Rob King, senior vice president of editorial, print and digital media at ESPN, kicked off Ole Miss’s first ever New Media Conference Thursday with advice to students as intelligent risk-takers.

“This time that you are going through right now is a very important time, and it matters,” King said. “Take this time to fully embrace who you are,  and don’t let anybody tell you that who you are doesn’t matter.”

Arguably at the height of his career, King advised students in “the awful in-between years” to consider lessons he has encountered through life experience.

King encouraged students seeking employment opportunities to learn as much as possible before applying.

“In your world, there is no business you cannot find out about — all of the information is available to you,” he said. “Understand that.”

Having begun his professional career as a cartoonist, King expressed that life is more of a journey than merely a career chase.

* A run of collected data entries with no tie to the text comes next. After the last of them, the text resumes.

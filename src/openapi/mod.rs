//! OpenAPI documentation aggregated from the handler annotations.

use utoipa::OpenApi;

#[derive(OpenApi)]
#[openapi(
    info(
        title = "AssetTrack API",
        description = "IT asset inventory, request lifecycle, and assignment tracking",
        license(name = "MIT")
    ),
    paths(
        crate::handlers::requests::create_asset_request,
        crate::handlers::requests::list_asset_requests,
        crate::handlers::requests::get_asset_request,
        crate::handlers::requests::confirm_approve,
        crate::handlers::requests::reject_request,
        crate::handlers::requests::cancel_request,
        crate::handlers::requests::return_item,
        crate::handlers::requests::delete_request,
        crate::handlers::catalog::list_assets,
        crate::handlers::catalog::get_asset,
        crate::handlers::inventory::create_unit,
        crate::handlers::inventory::list_units,
        crate::handlers::inventory::list_available,
        crate::handlers::damaged::list_damaged,
        crate::handlers::damaged::repair,
        crate::handlers::damaged::list_repair_history,
        crate::handlers::history::list_admin_deletes,
        crate::handlers::history::list_user_deletes,
    ),
    components(schemas(
        crate::errors::ErrorResponse,
        crate::services::catalog::AssetSummary,
        crate::services::item_store::AssetType,
        crate::services::item_store::CreateUnitPayload,
        crate::services::item_store::DisplayFields,
        crate::services::item_store::ItemFilter,
        crate::services::item_store::UnitRecord,
        crate::services::requests::AssetRequestDetail,
        crate::services::requests::AssignedAssetDetail,
        crate::services::requests::CreateAssetRequest,
        crate::services::requests::CreateRequestItem,
        crate::services::requests::RequestItemDetail,
        crate::services::assignments::ApprovalOutcome,
        crate::services::assignments::AssignmentInput,
        crate::services::assignments::CancelRequestRequest,
        crate::services::assignments::ConfirmApproveRequest,
        crate::services::assignments::DeleteRequestRequest,
        crate::services::assignments::ReturnItemRequest,
        crate::services::assignments::ReturnOutcome,
    )),
    tags(
        (name = "asset-requests", description = "Request lifecycle and assignment"),
        (name = "assets", description = "Catalog categories with derived quantity"),
        (name = "inventory", description = "Per-type inventory unit store"),
        (name = "damaged-assets", description = "Damage and repair ledger"),
        (name = "history", description = "Delete audit trail"),
    )
)]
pub struct ApiDoc;
use async_trait::async_trait;
use chrono::{DateTime, Utc};
use sea_orm::entity::prelude::*;
use sea_orm::{ActiveValue, Set};
use serde::{Deserialize, Serialize};
use uuid::Uuid;

/// An open damage record for one inventory unit. Deleted (and logged to
/// repair history) when the unit is repaired.
#[derive(Clone, Debug, PartialEq, Eq, DeriveEntityModel, Serialize, Deserialize)]
#[sea_orm(table_name = "damaged_assets")]
pub struct Model {
    #[sea_orm(primary_key, auto_increment = false)]
    pub id: Uuid,
    pub asset_type: String,
    pub asset_type_item_id: Uuid,
    pub asset_tag: String,
    pub reason: String,
    pub reported_at: DateTime<Utc>,
    pub created_at: DateTime<Utc>,
    pub updated_at: Option<DateTime<Utc>>,
}

#[derive(Copy, Clone, Debug, EnumIter, DeriveRelation)]
pub enum Relation {}

#[async_trait]
impl ActiveModelBehavior for ActiveModel {
    async fn before_save<C: ConnectionTrait>(self, _db: &C, insert: bool) -> Result<Self, DbErr> {
        let mut active_model = self;
        let now = Utc::now();

        if insert {
            active_model.created_at = Set(now);
            if let ActiveValue::NotSet = active_model.id {
                active_model.id = Set(Uuid::new_v4());
            }
        }

        active_model.updated_at = Set(Some(now));

        Ok(active_model)
    }
}
use axum::{
    http::StatusCode,
    response::{IntoResponse, Response},
    Json,
};
use sea_orm::error::DbErr;
use serde::{Deserialize, Serialize};
use utoipa::ToSchema;

/// Error payload returned by every failing endpoint.
#[derive(Debug, Serialize, Deserialize, ToSchema)]
pub struct ErrorResponse {
    /// HTTP status category (e.g. "Not Found", "Bad Request")
    pub error: String,
    /// Human-readable description naming the precondition that failed
    pub message: String,
    /// ISO 8601 timestamp when the error occurred
    pub timestamp: String,
}

#[derive(Debug, thiserror::Error)]
pub enum ServiceError {
    #[error("Database error: {0}")]
    DatabaseError(#[from] DbErr),

    #[error("Not found: {0}")]
    NotFound(String),

    #[error("Bad request: {0}")]
    BadRequest(String),

    #[error("Validation error: {0}")]
    ValidationError(String),

    #[error("Invalid state transition: {0}")]
    InvalidStateTransition(String),

    #[error("Concurrent modification: {0}")]
    ConcurrentModification(String),

    #[error("Internal error: {0}")]
    InternalError(String),
}

pub trait IntoDbErr {
    fn into_db_err(self) -> DbErr;
}

impl IntoDbErr for DbErr {
    fn into_db_err(self) -> DbErr {
        self
    }
}

impl IntoDbErr for String {
    fn into_db_err(self) -> DbErr {
        DbErr::Custom(self)
    }
}

impl IntoDbErr for &str {
    fn into_db_err(self) -> DbErr {
        DbErr::Custom(self.to_string())
    }
}

impl From<validator::ValidationErrors> for ServiceError {
    fn from(err: validator::ValidationErrors) -> Self {
        ServiceError::ValidationError(err.to_string())
    }
}

impl ServiceError {
    /// Generic constructor that normalizes any supported database error input.
    pub fn db_error<E: IntoDbErr>(error: E) -> Self {
        ServiceError::DatabaseError(error.into_db_err())
    }

    /// Returns the HTTP status code for this error.
    /// This is the single source of truth for error-to-status mapping.
    pub fn status_code(&self) -> StatusCode {
        match self {
            Self::NotFound(_) => StatusCode::NOT_FOUND,
            Self::BadRequest(_) | Self::ValidationError(_) | Self::InvalidStateTransition(_) => {
                StatusCode::BAD_REQUEST
            }
            Self::ConcurrentModification(_) => StatusCode::CONFLICT,
            Self::DatabaseError(_) | Self::InternalError(_) => StatusCode::INTERNAL_SERVER_ERROR,
        }
    }

    /// Returns the message suitable for HTTP responses.
    /// Internal errors return generic messages to avoid leaking implementation details.
    pub fn response_message(&self) -> String {
        match self {
            Self::DatabaseError(_) => "Database error".to_string(),
            Self::InternalError(_) => "Internal server error".to_string(),
            _ => self.to_string(),
        }
    }
}

impl IntoResponse for ServiceError {
    fn into_response(self) -> Response {
        let status = self.status_code();
        let err = ErrorResponse {
            error: status.canonical_reason().unwrap_or("Error").to_string(),
            message: self.response_message(),
            timestamp: chrono::Utc::now().to_rfc3339(),
        };

        (status, Json(err)).into_response()
    }
}

#[cfg(test)]
mod tests {
    use super::*;

    #[test]
    fn status_mapping_matches_taxonomy() {
        assert_eq!(
            ServiceError::NotFound("request".into()).status_code(),
            StatusCode::NOT_FOUND
        );
        assert_eq!(
            ServiceError::BadRequest("empty assignment list".into()).status_code(),
            StatusCode::BAD_REQUEST
        );
        assert_eq!(
            ServiceError::InvalidStateTransition("not pending".into()).status_code(),
            StatusCode::BAD_REQUEST
        );
        assert_eq!(
            ServiceError::ConcurrentModification("laptop claimed".into()).status_code(),
            StatusCode::CONFLICT
        );
        assert_eq!(
            ServiceError::InternalError("boom".into()).status_code(),
            StatusCode::INTERNAL_SERVER_ERROR
        );
    }

    #[test]
    fn internal_errors_do_not_leak_detail() {
        let err = ServiceError::DatabaseError(DbErr::Custom("secret dsn".into()));
        assert_eq!(err.response_message(), "Database error");

        let err = ServiceError::NotFound("Request abc not found".into());
        assert!(err.response_message().contains("Request abc not found"));
    }
}
use axum::{extract::State, response::Json};

use crate::entities::{admin_delete_history, user_delete_history};
use crate::{ApiResponse, ApiResult, AppState};

/// Deletions performed by administrators, newest first.
#[utoipa::path(
    get,
    path = "/api/v1/history/admin-deletes",
    responses(
        (status = 200, description = "Audit rows returned")
    ),
    tag = "history"
)]
pub async fn list_admin_deletes(
    State(state): State<AppState>,
) -> ApiResult<Vec<admin_delete_history::Model>> {
    let rows = state.services.audit.list_admin_history().await?;
    Ok(Json(ApiResponse::success(rows)))
}

/// Deletions performed by end users, newest first.
#[utoipa::path(
    get,
    path = "/api/v1/history/user-deletes",
    responses(
        (status = 200, description = "Audit rows returned")
    ),
    tag = "history"
)]
pub async fn list_user_deletes(
    State(state): State<AppState>,
) -> ApiResult<Vec<user_delete_history::Model>> {
    let rows = state.services.audit.list_user_history().await?;
    Ok(Json(ApiResponse::success(rows)))
}
use crate::config::AppConfig;
use crate::errors::ServiceError;
use sea_orm::{ConnectOptions, Database, DatabaseConnection};
use sea_orm_migration::MigratorTrait;
use std::time::Duration;
use tracing::{debug, error, info};

/// Type alias for a database connection pool
pub type DbPool = DatabaseConnection;

/// Configuration for database connection
#[derive(Debug, Clone)]
pub struct DbConfig {
    /// Database connection URL
    pub url: String,
    /// Maximum number of connections
    pub max_connections: u32,
    /// Minimum number of connections
    pub min_connections: u32,
    /// Connection timeout duration
    pub connect_timeout: Duration,
    /// Idle timeout duration
    pub idle_timeout: Duration,
    /// Acquire connection timeout
    pub acquire_timeout: Duration,
}

impl Default for DbConfig {
    fn default() -> Self {
        Self {
            url: String::new(),
            max_connections: 10,
            min_connections: 1,
            connect_timeout: Duration::from_secs(30),
            idle_timeout: Duration::from_secs(600),
            acquire_timeout: Duration::from_secs(8),
        }
    }
}

/// Establishes a connection pool to the database.
///
/// # Errors
/// Returns a `ServiceError` if the connection cannot be established.
pub async fn establish_connection(database_url: &str) -> Result<DbPool, ServiceError> {
    let config = DbConfig {
        url: database_url.to_string(),
        ..Default::default()
    };

    establish_connection_with_config(&config).await
}

/// Establishes a connection pool using custom pool settings.
pub async fn establish_connection_with_config(config: &DbConfig) -> Result<DbPool, ServiceError> {
    debug!("Configuring database connection with: {:?}", config);

    let mut opt = ConnectOptions::new(config.url.clone());
    opt.max_connections(config.max_connections)
        .min_connections(config.min_connections)
        .connect_timeout(config.connect_timeout)
        .acquire_timeout(config.acquire_timeout)
        .idle_timeout(config.idle_timeout)
        .sqlx_logging(false);

    info!(
        "Connecting to database with max_connections={}",
        config.max_connections
    );

    let pool = Database::connect(opt).await.map_err(|e| {
        error!("Failed to connect to database: {}", e);
        ServiceError::DatabaseError(e)
    })?;

    Ok(pool)
}

/// Establishes a connection using the application configuration.
pub async fn establish_connection_from_app_config(
    config: &AppConfig,
) -> Result<DbPool, ServiceError> {
    establish_connection(&config.database_url).await
}

/// Runs the embedded migrations against the given pool.
pub async fn run_migrations(pool: &DbPool) -> Result<(), ServiceError> {
    info!("Running database migrations");
    let start = std::time::Instant::now();

    let result = crate::migrator::Migrator::up(pool, None)
        .await
        .map_err(ServiceError::DatabaseError);

    let elapsed = start.elapsed();
    match &result {
        Ok(_) => info!(
            "Database migrations completed successfully in {:?}",
            elapsed
        ),
        Err(e) => error!("Database migrations failed after {:?}: {}", elapsed, e),
    }

    result
}

#[cfg(test)]
mod tests {
    use super::*;

    #[tokio::test]
    async fn connect_and_migrate_in_memory() {
        // A pooled sqlite::memory: database is per-connection; pin the pool
        // to one connection so migrations and queries share it.
        let config = DbConfig {
            url: "sqlite::memory:".to_string(),
            max_connections: 1,
            min_connections: 1,
            ..Default::default()
        };
        let pool = establish_connection_with_config(&config)
            .await
            .expect("sqlite memory connection");
        assert!(run_migrations(&pool).await.is_ok());
        assert!(pool.ping().await.is_ok());
    }
}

King said students should take care to celebrate the opportunities of the present.

“Wherever you do go, mentally unpack and be where you are,” King said.

Highlighting the opportunities present at ESPN, King encouraged students to remember the power of wonder.

“The thing that ESPN gives the people that work there everyday is permission to have wonder,” King said.

Scott Fiene, assistant professor and the director of the undergraduate integrated marketing communications program, said he enjoyed King’s speech.

“It was very motivational,” Fiene said. “He said a lot of things that can apply to anyone – life lessons, opposed to specific things, were a great way to kick off the conference.”

Students in attendance agreed that they left feeling inspired by what they learned.

Sophomore broadcast journalism major Maggie Mitchell said she appreciated King’s advice for students.

“He was a really influential speaker in the way he related to the students,” Mitchell said. “I like how he told us to not pressure ourselves and to just focus on now.”